About this exercise. Which lines in the entries below contain the string "never"? Show each of them in full.

Collected data entries:

⁂

//! Sound effect dispatch.
//!
//! Gameplay systems never talk to the output device; they emit
//! [`AudioEvent`]s and this system forwards them to whatever backend was
//! plugged in at startup. Playback failures are logged and swallowed so a
//! blocked or missing device never stalls the simulation.

use bevy_ecs::{
    event::{Event, EventReader},
    resource::Resource,
    system::{NonSendMut, ResMut},
};
use tracing::{debug, warn};

use crate::audio::{AudioOutput, Sound};

/// An event for queuing audio, processed by the [`audio_system`].
#[derive(Event, Debug, Clone, Copy, PartialEq, Eq)]
pub enum AudioEvent {
    /// Play a one-shot sound effect.
    Play(Sound),
    /// Begin background music, once.
    StartMusic,
}

/// Mutable audio flags, owned by the ECS.
#[derive(Resource, Debug, Default)]
pub struct AudioState {
    /// When set, `Play` events are dropped without touching the backend.
    pub muted: bool,
    /// Set after a failed music start so it is not retried every frame.
    pub music_failed: bool,
}

/// Wrapper around the audio backend. Backends may hold device handles that
/// are not `Send`, so this lives in the world as a non-send resource.
pub struct AudioOutputResource(pub Box<dyn AudioOutput>);

/// Drains queued [`AudioEvent`]s into the backend.
pub fn audio_system(
    mut events: EventReader<AudioEvent>,
    mut state: ResMut<AudioState>,
    mut output: NonSendMut<AudioOutputResource>,
) {
    for event in events.read() {
        match event {
            AudioEvent::Play(sound) => {
                if state.muted {
                    continue;
                }
                if let Err(error) = output.0.play(*sound) {
                    warn!(?sound, %error, "Failed to play sound");
                }
            }
            AudioEvent::StartMusic => {
                if state.music_failed {
                    continue;
                }
                match output.0.start_music() {
                    Ok(()) => debug!("Background music started"),
                    Err(error) => {
                        // Typically an autoplay block; the frontend should
                        // re-send on the next user gesture.
                        warn!(%error, "Failed to start music");
                        state.music_failed = true;
                    }
                }
            }
        }
    }
}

⁂

Reply.
//! Gameplay systems never talk to the output device; they emit
//! blocked or missing device never stalls the simulation.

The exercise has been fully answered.